▶ _Problem to work on_: Below are the entries; return every line among them that holds the word "values".

:::::

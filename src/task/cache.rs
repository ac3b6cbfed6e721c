use crate::task::handle::{Task, TaskValue};
use crate::task::scheduler::Scheduler;
use crate::task::types::*;
use dashmap::DashMap;
use std::fmt::Debug;
use std::hash::Hash;
use std::sync::atomic::{AtomicU64, Ordering};
use std::sync::{Arc, Weak};
use tracing::{debug, info};

/// Keys a [`KeyedTaskCache`] can be indexed by
pub trait CacheKey: Eq + Hash + Clone + Debug + Send + Sync + 'static {}

impl<K: Eq + Hash + Clone + Debug + Send + Sync + 'static> CacheKey for K {}

/// Tasks that together compute one value, e.g. fetch then transform.
///
/// The last task is the sink: its output is the chain's result.
pub struct Chain<T: TaskValue> {
    tasks: Vec<Task<T>>,
}

impl<T: TaskValue> Chain<T> {
    pub fn new(task: Task<T>) -> Self {
        Self { tasks: vec![task] }
    }

    /// Append a task that depends on the current sink
    pub fn then(mut self, task: Task<T>) -> Result<Self, SchedulerError> {
        task.add_dependency(self.sink())?;
        self.tasks.push(task);
        Ok(self)
    }

    /// Build a chain from tasks whose edges are already established
    pub fn from_tasks(tasks: Vec<Task<T>>) -> Result<Self, SchedulerError> {
        if tasks.is_empty() {
            return Err(SchedulerError::EmptyChain);
        }
        Ok(Self { tasks })
    }

    pub fn sink(&self) -> &Task<T> {
        // Construction guarantees at least one task
        &self.tasks[self.tasks.len() - 1]
    }

    pub fn tasks(&self) -> &[Task<T>] {
        &self.tasks
    }

    pub fn len(&self) -> usize {
        self.tasks.len()
    }

    pub fn is_empty(&self) -> bool {
        self.tasks.is_empty()
    }
}

/// Result of a cache request
#[derive(Debug, Clone, PartialEq, Eq)]
pub enum Lookup<T> {
    /// A completed value was already cached; nothing was scheduled
    Cached(T),
    /// A new chain was submitted and superseded any earlier one
    Scheduled { generation: u64, sink: TaskId },
}

struct ActiveChain<T: TaskValue> {
    generation: u64,
    tasks: Vec<Task<T>>,
}

struct CacheEntry<T: TaskValue> {
    active: Option<ActiveChain<T>>,
    cached: Option<T>,
}

impl<T: TaskValue> Default for CacheEntry<T> {
    fn default() -> Self {
        Self {
            active: None,
            cached: None,
        }
    }
}

type CacheFilter<T> = Box<dyn Fn(&T) -> bool + Send + Sync>;

struct CacheInner<K: CacheKey, T: TaskValue> {
    scheduler: Scheduler<T>,
    entries: DashMap<K, CacheEntry<T>>,
    next_generation: AtomicU64,
    filter: Option<CacheFilter<T>>,
}

/// At most one in-flight chain per key, with completed values cached.
///
/// Requesting a key that has no cached value cancels whatever chain was
/// running for it and starts a new one. Completions from a superseded chain
/// are dropped, so a requester only ever sees the latest chain's value.
pub struct KeyedTaskCache<K: CacheKey, T: TaskValue> {
    inner: Arc<CacheInner<K, T>>,
}

impl<K: CacheKey, T: TaskValue> KeyedTaskCache<K, T> {
    pub fn new(scheduler: Scheduler<T>) -> Self {
        Self {
            inner: Arc::new(CacheInner {
                scheduler,
                entries: DashMap::new(),
                next_generation: AtomicU64::new(1),
                filter: None,
            }),
        }
    }

    /// Only cache values accepted by `filter`.
    ///
    /// Rejected values are still delivered to the requester; the next request
    /// for the key simply schedules new work.
    pub fn with_cache_filter(
        scheduler: Scheduler<T>,
        filter: impl Fn(&T) -> bool + Send + Sync + 'static,
    ) -> Self {
        Self {
            inner: Arc::new(CacheInner {
                scheduler,
                entries: DashMap::new(),
                next_generation: AtomicU64::new(1),
                filter: Some(Box::new(filter)),
            }),
        }
    }

    pub fn scheduler(&self) -> &Scheduler<T> {
        &self.inner.scheduler
    }

    /// Get the value for `key`, computing it with a fresh chain if needed.
    ///
    /// `builder` is only called on a cache miss. `on_ready` fires at most
    /// once, after the chain's sink completes, and never if this request is
    /// superseded or cancelled first. The cache owns the sink's completion
    /// callback; any callback registered on it beforehand is replaced.
    pub fn request<B, F>(
        &self,
        key: K,
        builder: B,
        on_ready: F,
    ) -> Result<Lookup<T>, SchedulerError>
    where
        B: FnOnce() -> Result<Chain<T>, SchedulerError>,
        F: FnOnce(T) + Send + 'static,
    {
        if let Some(value) = self.cached(&key) {
            debug!("Cache hit for {:?}", key);
            return Ok(Lookup::Cached(value));
        }

        // Built outside the entry lock so the builder may freely touch the cache
        let chain = builder()?;
        let generation = self.inner.next_generation.fetch_add(1, Ordering::Relaxed);
        let sink = chain.sink().clone();

        let previous = {
            let mut entry = self.inner.entries.entry(key.clone()).or_default();
            if let Some(value) = &entry.cached {
                debug!("Cache filled for {:?} while building a chain", key);
                return Ok(Lookup::Cached(value.clone()));
            }
            entry.active.replace(ActiveChain {
                generation,
                tasks: chain.tasks().to_vec(),
            })
        };

        if let Some(previous) = previous {
            let cancelled = self.cancel_chain(&previous);
            info!(
                "Superseded chain {} for {:?} with chain {} ({} tasks cancelled)",
                previous.generation, key, generation, cancelled
            );
        }

        let cache = Arc::downgrade(&self.inner);
        let completion_key = key.clone();
        sink.on_complete(move |outcome| {
            complete(&cache, completion_key, generation, outcome, on_ready);
        });

        if let Err(err) = self.inner.scheduler.submit_all(chain.tasks().iter().cloned()) {
            self.inner.entries.remove_if_mut(&key, |_, entry| {
                if entry.active.as_ref().is_some_and(|a| a.generation == generation) {
                    entry.active = None;
                }
                entry.active.is_none() && entry.cached.is_none()
            });
            return Err(err);
        }

        debug!(
            "Scheduled chain {} for {:?} ({} tasks)",
            generation,
            key,
            chain.len()
        );
        Ok(Lookup::Scheduled {
            generation,
            sink: sink.id(),
        })
    }

    /// Cancel the active chain for `key`, keeping any cached value.
    ///
    /// Returns false if nothing was in flight.
    pub fn cancel(&self, key: &K) -> bool {
        let active = self
            .inner
            .entries
            .get_mut(key)
            .and_then(|mut entry| entry.active.take());
        self.inner
            .entries
            .remove_if(key, |_, entry| entry.active.is_none() && entry.cached.is_none());

        match active {
            Some(active) => {
                let cancelled = self.cancel_chain(&active);
                debug!(
                    "Cancelled chain {} for {:?} ({} tasks)",
                    active.generation, key, cancelled
                );
                true
            }
            None => false,
        }
    }

    /// Forget the cached value and cancel any chain for `key`.
    ///
    /// Returns false if nothing was tracked for the key.
    pub fn invalidate(&self, key: &K) -> bool {
        let Some((_, entry)) = self.inner.entries.remove(key) else {
            return false;
        };
        if let Some(active) = entry.active {
            self.cancel_chain(&active);
        }
        debug!("Invalidated {:?}", key);
        true
    }

    pub fn cached(&self, key: &K) -> Option<T> {
        self.inner
            .entries
            .get(key)
            .and_then(|entry| entry.cached.clone())
    }

    /// Whether a chain is currently in flight for `key`
    pub fn is_pending(&self, key: &K) -> bool {
        self.inner
            .entries
            .get(key)
            .is_some_and(|entry| entry.active.is_some())
    }

    /// Number of keys with a cached value or an active chain
    pub fn len(&self) -> usize {
        self.inner.entries.len()
    }

    pub fn is_empty(&self) -> bool {
        self.inner.entries.is_empty()
    }

    /// Cancel every member of a chain.
    ///
    /// Members that have not been submitted yet keep the flag and are retired
    /// without running as soon as they reach the scheduler.
    fn cancel_chain(&self, chain: &ActiveChain<T>) -> usize {
        chain.tasks.iter().filter(|task| task.cancel()).count()
    }
}

impl<K: CacheKey, T: TaskValue> Clone for KeyedTaskCache<K, T> {
    fn clone(&self) -> Self {
        Self {
            inner: Arc::clone(&self.inner),
        }
    }
}

/// Accept a sink's outcome if it still belongs to the key's active chain
fn complete<K, T, F>(
    cache: &Weak<CacheInner<K, T>>,
    key: K,
    generation: u64,
    outcome: Outcome<T>,
    on_ready: F,
) where
    K: CacheKey,
    T: TaskValue,
    F: FnOnce(T),
{
    let Some(cache) = cache.upgrade() else {
        return;
    };

    let delivered = {
        let Some(mut entry) = cache.entries.get_mut(&key) else {
            debug!("Dropping completion for untracked key {:?}", key);
            return;
        };
        let current = entry
            .active
            .as_ref()
            .is_some_and(|active| active.generation == generation);
        if !current {
            debug!(
                "Dropping stale completion of chain {} for {:?}",
                generation, key
            );
            return;
        }
        entry.active = None;

        match outcome {
            Outcome::Completed(value) => {
                let keep = cache.filter.as_ref().is_none_or(|filter| filter(&value));
                if keep {
                    entry.cached = Some(value.clone());
                }
                Some(value)
            }
            Outcome::Cancelled => {
                debug!("Chain {} for {:?} finished as cancelled", generation, key);
                None
            }
        }
    };

    cache
        .entries
        .remove_if(&key, |_, entry| entry.active.is_none() && entry.cached.is_none());

    if let Some(value) = delivered {
        on_ready(value);
    }
}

:::::

▶ _Exercise output_:
/// At most one in-flight chain per key, with completed values cached.
    /// Only cache values accepted by `filter`.
    /// Rejected values are still delivered to the requester; the next request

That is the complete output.